The last couple of years, we have seen a remarkable increase in the number of blogs on the web. Blogs and blog communities differ from traditional Web pages in that they are highly dynamic. It is therefore difficult for an individual reader or blog writer - or anyone interested in exploring or monitoring the blogosphere - to keep track of what is interesting and relevant. This calls for novel techniques and tools that facilitate blog navigation and monitoring.

For this reason we have developed a method that provides a global overview of the blogosphere based on the content of individual blogs. The blogosphere is then represented as a network where nodes constitute blogs, and where blogs are connected if they have similar semantic content. Since the representation rely on unprocessed content alone rather than explicit web links, for instance, it may reveal blog relations that otherwise are hidden.

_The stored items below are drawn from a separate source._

//! Counters describing cache activity.
#![forbid(unsafe_code)]

use std::sync::atomic::{AtomicU64, Ordering};

/// Point-in-time view of cache activity.
#[derive(Debug, Clone, Copy, Default, PartialEq, Eq)]
pub struct ScoreCacheStats {
    /// Keys currently stored.
    pub entries: usize,
    /// Records upserted since construction.
    pub records_applied: u64,
    /// Records dropped for lacking a usable identity.
    pub records_skipped: u64,
    /// Full wipes performed.
    pub clears: u64,
    /// Lookups that produced a score.
    pub lookup_hits: u64,
    /// Lookups that fell back to the sentinel.
    pub lookup_misses: u64,
}

/// Lock-free counters; never touched while the table lock is held.
#[derive(Debug, Default)]
pub(crate) struct Counters {
    applied: AtomicU64,
    skipped: AtomicU64,
    clears: AtomicU64,
    hits: AtomicU64,
    misses: AtomicU64,
}

impl Counters {
    pub(crate) fn record_batch(&self, applied: usize, skipped: usize) {
        self.applied.fetch_add(widen(applied), Ordering::Relaxed);
        self.skipped.fetch_add(widen(skipped), Ordering::Relaxed);
    }

    pub(crate) fn record_clear(&self) {
        self.clears.fetch_add(1, Ordering::Relaxed);
    }

    pub(crate) fn record_lookup(&self, hit: bool) {
        let counter = if hit { &self.hits } else { &self.misses };
        counter.fetch_add(1, Ordering::Relaxed);
    }

    pub(crate) fn snapshot(&self, entries: usize) -> ScoreCacheStats {
        ScoreCacheStats {
            entries,
            records_applied: self.applied.load(Ordering::Relaxed),
            records_skipped: self.skipped.load(Ordering::Relaxed),
            clears: self.clears.load(Ordering::Relaxed),
            lookup_hits: self.hits.load(Ordering::Relaxed),
            lookup_misses: self.misses.load(Ordering::Relaxed),
        }
    }
}

fn widen(count: usize) -> u64 {
    u64::try_from(count).unwrap_or(u64::MAX)
}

As seen in the figure - which shows a portion of the Swedish blogosphere - the network has a distinct clustered structure, where blogs that treat similar topics are grouped together. This facilitates navigation and also provides a mean to identify spam blogs since these form sub-networks with characteristic properties.

The network representation of the blogosphere is also found to be hierarchically structured, and so may pave the way for applications that operate on different levels of resolution - from blogs to groups of similar blogs, to groups of groups of blogs and so forth. This intrinsic organization of the blogosphere may facilitate blog navigation further. That is, although the blogosphere can seem overwhelming at times, it actually appears that it is naturally structured to enable effective navigation and monitoring.

    Görnerup, Olof and Boman, Magnus
(2009)A baseline for content-based           blog classification. e-print 0909.4416.